Pelo jeito tradicional, chamar uma turma de trainees para formar e contratar, não conseguiríamos. Decidimos formas pessoas. Buscamos novas soluções. Desde uma startup fora dessa área a parcerias. Houve demissão em vários outros setores da economia, pessoas inteligentes, muito boas. Pensamos ‘como a gente converte essa gente para a tecnologia?’

Sanaram o problema de mão de obra em TI formando ‘migrantes’ de outras carreiras?
Fizemos nesses três anos oito cursos diferentes, com 80 mil bolsas e 4 mil pessoas certificadas. Logo nos primeiros meses da pandemia, foram 15 mil pessoas inscritas. Formamos 300, das quais contratei umas 40. Aí você pergunta, ‘mas de 15 mil formaram apenas 300?’ OK, mas outras 14,7 mil deram o primeiro passinho em sua formação para a tecnologia. No fim das contas, tivemos parceria para pessoas negras (com Educafro), fizemos hackatons, programas para mulheres (com o projeto PrograMaria). Com isso avançamos em duas frentes. A primeira ao resolver a nossa própria necessidade. A segunda, a do mercado. Porque meus competidores sentiam a mesma necessidade. Eu uso muito uma frase que é “quando a maré sobe todos os barcos navegam”.

E a reação foi qual?
Fico muito orgulhoso de dizer que depois que a gente começou vários outros competidores entraram. E eu dei a referência para eles entrarem nos processos de formação.
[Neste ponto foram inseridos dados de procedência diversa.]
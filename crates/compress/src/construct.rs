use crate::Compression;
use crate::error::{Error, ErrorKind};
use std::str::FromStr;

const NONE_TAG: u8 = 0;
const DEFLATE_TAG: u8 = 1;
const ZSTD_TAG: u8 = 2;

impl FromStr for Compression {
    type Err = Error;
    fn from_str(s: &str) -> Result<Self, Self::Err> {
        match s.to_lowercase().as_str() {
            "none" => Ok(Compression::None),
            "deflate" => Ok(Compression::Deflate),
            #[cfg(feature = "zstd")]
            "zst" | "zstd" => Ok(Compression::Zstd),
            #[cfg(not(feature = "zstd"))]
            "zst" | "zstd" => exn::bail!(ErrorKind::DisabledFormat(s.to_string())),
            _ => exn::bail!(ErrorKind::UnsupportedFormat(s.to_string())),
        }
    }
}

impl TryFrom<u8> for Compression {
    type Error = Error;
    fn try_from(value: u8) -> Result<Self, Self::Error> {
        Compression::from_byte(value)
    }
}

impl Compression {
    /// The tag written into the artifact header.
    #[must_use]
    pub fn as_byte(&self) -> u8 {
        match self {
            Compression::None => NONE_TAG,
            Compression::Deflate => DEFLATE_TAG,
            #[cfg(feature = "zstd")]
            Compression::Zstd => ZSTD_TAG,
        }
    }

    /// Decode a header tag. A known tag whose codec was compiled out is
    /// reported as disabled rather than unsupported.
    pub fn from_byte(tag: u8) -> Result<Self, Error> {
        match tag {
            NONE_TAG => Ok(Compression::None),
            DEFLATE_TAG => Ok(Compression::Deflate),
            #[cfg(feature = "zstd")]
            ZSTD_TAG => Ok(Compression::Zstd),
            #[cfg(not(feature = "zstd"))]
            ZSTD_TAG => exn::bail!(ErrorKind::DisabledFormat("zstd".to_string())),
            other => exn::bail!(ErrorKind::UnsupportedFormat(format!("tag {other}"))),
        }
    }
}
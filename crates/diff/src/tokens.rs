//! Token-level diff of two declarations.

use apicat_model::{MarkupToken, TokenKind};
use derive_more::Display;

const DELETE_COST: usize = 1;
const INSERT_COST: usize = 1;
const SUBSTITUTE_COST: usize = 2;

/// What happened to one token going from left to right.
#[derive(Debug, Display, Clone, Copy, PartialEq, Eq, Hash)]
pub enum DiffOp {
    #[display("unchanged")]
    Unchanged,
    #[display("added")]
    Added,
    #[display("removed")]
    Removed,
}

impl DiffOp {
    pub fn marker(self) -> char {
        match self {
            DiffOp::Unchanged => ' ',
            DiffOp::Added => '+',
            DiffOp::Removed => '-',
        }
    }
}

#[derive(Debug, Clone, PartialEq, Eq)]
pub struct DiffToken {
    pub op: DiffOp,
    pub token: MarkupToken,
    line_leading: bool,
}

impl DiffToken {
    /// The operation to display. Whitespace at the start of a line is never
    /// highlighted, so re-indentation does not show up as a change.
    pub fn highlight(&self) -> DiffOp {
        if self.line_leading { DiffOp::Unchanged } else { self.op }
    }

    pub fn is_line_leading(&self) -> bool {
        self.line_leading
    }
}

/// Marks whitespace tokens that begin a rendered line, either by following a
/// line break or by carrying one followed only by indentation.
fn line_leading(tokens: &[MarkupToken]) -> Vec<bool> {
    let mut at_line_start = true;
    tokens
        .iter()
        .map(|token| {
            let breaks_line = token
                .text
                .rsplit_once('\n')
                .is_some_and(|(_, indent)| indent.chars().all(char::is_whitespace));
            let leading = token.kind == TokenKind::Whitespace && (at_line_start || breaks_line);
            if !token.text.is_empty() {
                at_line_start = token.text.ends_with('\n');
            }
            leading
        })
        .collect()
}

/// Minimal edit script turning `left` into `right`.
///
/// Deleting or inserting a token costs 1 and substituting one costs 2. Where a
/// substitution ties with a delete plus insert, the substitution is taken and
/// emitted as the removed token followed by the added one.
pub fn diff_tokens(left: &[MarkupToken], right: &[MarkupToken]) -> Vec<DiffToken> {
    let (n, m) = (left.len(), right.len());
    let width = m + 1;
    let mut cost = vec![0usize; (n + 1) * width];
    for i in 0..=n {
        cost[i * width] = i * DELETE_COST;
    }
    for j in 0..=m {
        cost[j] = j * INSERT_COST;
    }
    for i in 1..=n {
        for j in 1..=m {
            let diagonal = cost[(i - 1) * width + j - 1];
            let substitute = if left[i - 1] == right[j - 1] { diagonal } else { diagonal + SUBSTITUTE_COST };
            let delete = cost[(i - 1) * width + j] + DELETE_COST;
            let insert = cost[i * width + j - 1] + INSERT_COST;
            cost[i * width + j] = substitute.min(delete).min(insert);
        }
    }

    let leading_left = line_leading(left);
    let leading_right = line_leading(right);
    let removed = |i: usize| DiffToken { op: DiffOp::Removed, token: left[i].clone(), line_leading: leading_left[i] };
    let added = |j: usize| DiffToken { op: DiffOp::Added, token: right[j].clone(), line_leading: leading_right[j] };

    // Walk back from the end; the script comes out reversed.
    let mut script = Vec::with_capacity(n.max(m));
    let (mut i, mut j) = (n, m);
    while i > 0 || j > 0 {
        let here = cost[i * width + j];
        if i > 0 && j > 0 {
            let diagonal = cost[(i - 1) * width + j - 1];
            if left[i - 1] == right[j - 1] && here == diagonal {
                script.push(DiffToken {
                    op: DiffOp::Unchanged,
                    token: right[j - 1].clone(),
                    line_leading: leading_right[j - 1],
                });
                i -= 1;
                j -= 1;
                continue;
            }
            if left[i - 1] != right[j - 1] && here == diagonal + SUBSTITUTE_COST {
                script.push(added(j - 1));
                script.push(removed(i - 1));
                i -= 1;
                j -= 1;
                continue;
            }
        }
        if i > 0 && here == cost[(i - 1) * width + j] + DELETE_COST {
            script.push(removed(i - 1));
            i -= 1;
        } else {
            script.push(added(j - 1));
            j -= 1;
        }
    }
    script.reverse();
    script
}
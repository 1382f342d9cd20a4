//! Catalogs built from index documents for the diff tests.

use apicat_build::CatalogBuilder;
use apicat_model::{
    ApiKind, ApiRecord, AssemblyRecord, DeclarationRecord, Fingerprint, FrameworkDocument, IndexDocument, Markup,
    PackageDocument,
};
use apicat_store::{Catalog, Compression, encode};

pub fn api(id: &str) -> Fingerprint {
    Fingerprint::of_api(id)
}

fn record(id: &str, kind: ApiKind, parent: Option<&str>, name: &str) -> ApiRecord {
    ApiRecord { fingerprint: api(id), kind: kind.ordinal(), parent: parent.map(api), name: name.to_string() }
}

fn declare(id: &str, markup: Markup) -> DeclarationRecord {
    DeclarationRecord { api_fingerprint: api(id), markup_text: markup.to_text() }
}

fn assembly(name: &str, version: &str, framework: Option<&str>, declarations: Vec<DeclarationRecord>) -> AssemblyRecord {
    AssemblyRecord {
        fingerprint: Fingerprint::of_api(&format!("assembly:{name}/{version}")),
        name: name.to_string(),
        version: version.to_string(),
        public_key_token: String::new(),
        framework: framework.map(str::to_string),
        declarations,
    }
}

fn namespace() -> Markup {
    Markup::builder().keyword("namespace").space().unresolved("N").build()
}

fn class(name: &str) -> Markup {
    Markup::builder().keyword("public").space().keyword("class").space().unresolved(name).build()
}

fn method(returns: &str, parameter: Option<&str>) -> Markup {
    let builder = Markup::builder().keyword("public").space().keyword(returns).space().unresolved("M").punctuation("(");
    let builder = match parameter {
        Some(parameter) => builder.keyword(parameter),
        None => builder,
    };
    builder.punctuation(")").punctuation(";").build()
}

fn property() -> Markup {
    Markup::builder()
        .keyword("public")
        .space()
        .keyword("int")
        .space()
        .unresolved("P")
        .space()
        .punctuation("{")
        .space()
        .keyword("get")
        .punctuation(";")
        .space()
        .punctuation("}")
        .build()
}

fn getter() -> Markup {
    Markup::builder().keyword("get").punctuation(";").build()
}

/// `net8.0` ships `N`, `N.T`, `N.T.M()` and `N.U`. `net9.0` drops `N.U`,
/// changes the return type of `N.T.M()` and adds the property `N.T.P`.
/// `Contoso.Lib` 1.0.0 redeclares `N.T` for `net8.0` with the extra overload
/// `N.T.M(int)`.
pub fn documents() -> Vec<IndexDocument> {
    let apis = || {
        vec![
            record("N:N", ApiKind::Namespace, None, "N"),
            record("T:N.T", ApiKind::Class, Some("N:N"), "T"),
            record("M:N.T.M", ApiKind::Method, Some("T:N.T"), "M()"),
        ]
    };

    let mut net8_apis = apis();
    net8_apis.push(record("T:N.U", ApiKind::Class, Some("N:N"), "U"));
    let net8 = FrameworkDocument {
        name: "net8.0".to_string(),
        apis: net8_apis,
        assemblies: vec![assembly("System.Runtime", "8.0.0.0", None, vec![
            declare("N:N", namespace()),
            declare("T:N.T", class("T")),
            declare("M:N.T.M", method("void", None)),
            declare("T:N.U", class("U")),
        ])],
    };

    let mut net9_apis = apis();
    net9_apis.push(record("P:N.T.P", ApiKind::Property, Some("T:N.T"), "P"));
    net9_apis.push(record("M:N.T.get_P", ApiKind::PropertyGetter, Some("P:N.T.P"), "get"));
    let net9 = FrameworkDocument {
        name: "net9.0".to_string(),
        apis: net9_apis,
        assemblies: vec![assembly("System.Runtime", "9.0.0.0", None, vec![
            declare("N:N", namespace()),
            declare("T:N.T", class("T")),
            declare("M:N.T.M", method("int", None)),
            declare("P:N.T.P", property()),
            declare("M:N.T.get_P", getter()),
        ])],
    };

    let mut package_apis = apis();
    package_apis.push(record("M:N.T.M(System.Int32)", ApiKind::Method, Some("T:N.T"), "M(int)"));
    let package = PackageDocument {
        fingerprint: Fingerprint::of_package("Contoso.Lib", "1.0.0"),
        id: "Contoso.Lib".to_string(),
        version: "1.0.0".to_string(),
        apis: package_apis,
        assemblies: vec![assembly("Contoso.Lib", "1.0.0.0", Some("net8.0"), vec![
            declare("N:N", namespace()),
            declare("T:N.T", class("T")),
            declare("M:N.T.M", method("void", None)),
            declare("M:N.T.M(System.Int32)", method("void", Some("int"))),
        ])],
    };

    vec![IndexDocument::Framework(net8), IndexDocument::Package(package), IndexDocument::Framework(net9)]
}

pub fn catalog() -> Catalog {
    let mut builder = CatalogBuilder::new();
    for document in documents() {
        builder.ingest(&document);
    }
    let build = builder.commit();
    assert!(build.report.is_clean(), "{}", build.report);
    Catalog::from_bytes(&encode(&build.model, Compression::Deflate).unwrap()).unwrap()
}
Minimizaram o déficit na TI…
A gente fala num déficit de 100 mil postos de TI por ano. E não formamos no Brasil nem 5 mil. Num país que tem gap de produtividade grande como o nosso é grave. A gente precisa da tecnologia pra melhorar nossa produtividade. Ou seja, em vez de ficar sentado reclamando que não tinha gente no mercado a gente foi lá e fez. Essa parte da formação nos deu, além de tudo, a fama de uma marca empregadora forte.

O que atrai diversidade cada vez mais…
Tenho hoje colaboradores em 320 cidades, e 80% das pessoas daqui trabalham de casa.

E tem funcionado sem travas ou gargalos?
Criamos um conceito de hub em que elas precisam estar até 100 km de um desses sete hubs espalhados pelo Brasil. Há gente boa neste País inteiro. Nossa diversidade geográfica, a multiculturalidade, é um ativo.

Houve efeito negativo nessas decisões?
Quando você espalha as pessoas, e elas trabalham de casa, você perde a conexão. É o lado mais difícil. A falta de sociabilidade leva a um tema muito sério, o da saúde mental.

Como vocês têm lidado com isso?
A gente criou um programa de socorristas mentais. A meta é formar um socorrista certificado para cada 50 colaboradores. São pessoas atentas aos sinais [para identificar e dar suporte a funcionários com sintomas de burnout, boreout, depressão e ideações suicidas]. E há todo um protocolo de atendimento, que garante a privacidade.

Uma forma de liderar que ultrapassa a NTT Data.
A empresa é o que as pessoas precisam que ela seja. Assim tem de ser.

O quanto as empresas têm de se engajar na resolução de problemas estruturais brasileiros?
As empresas cada vez mais têm consciência de que não estão aqui somente pelo lucro, estão aqui pelo lucro e pelo impacto positivo na sociedade. Vejo mais e mais empresas trabalhando nisso. É o lado bom. Mas não se pode perder de vista que o Estado tem o poder e o dever de fazer seu papel. Na saúde, na educação, na parte social. O que temos de fazer é lutar para que a atuação [do Estado] seja mais efetiva e para que haja uma conexão desses dois mundos [público e privado]. A gente, como empresa e sociedade, tem de cobrar o Estado.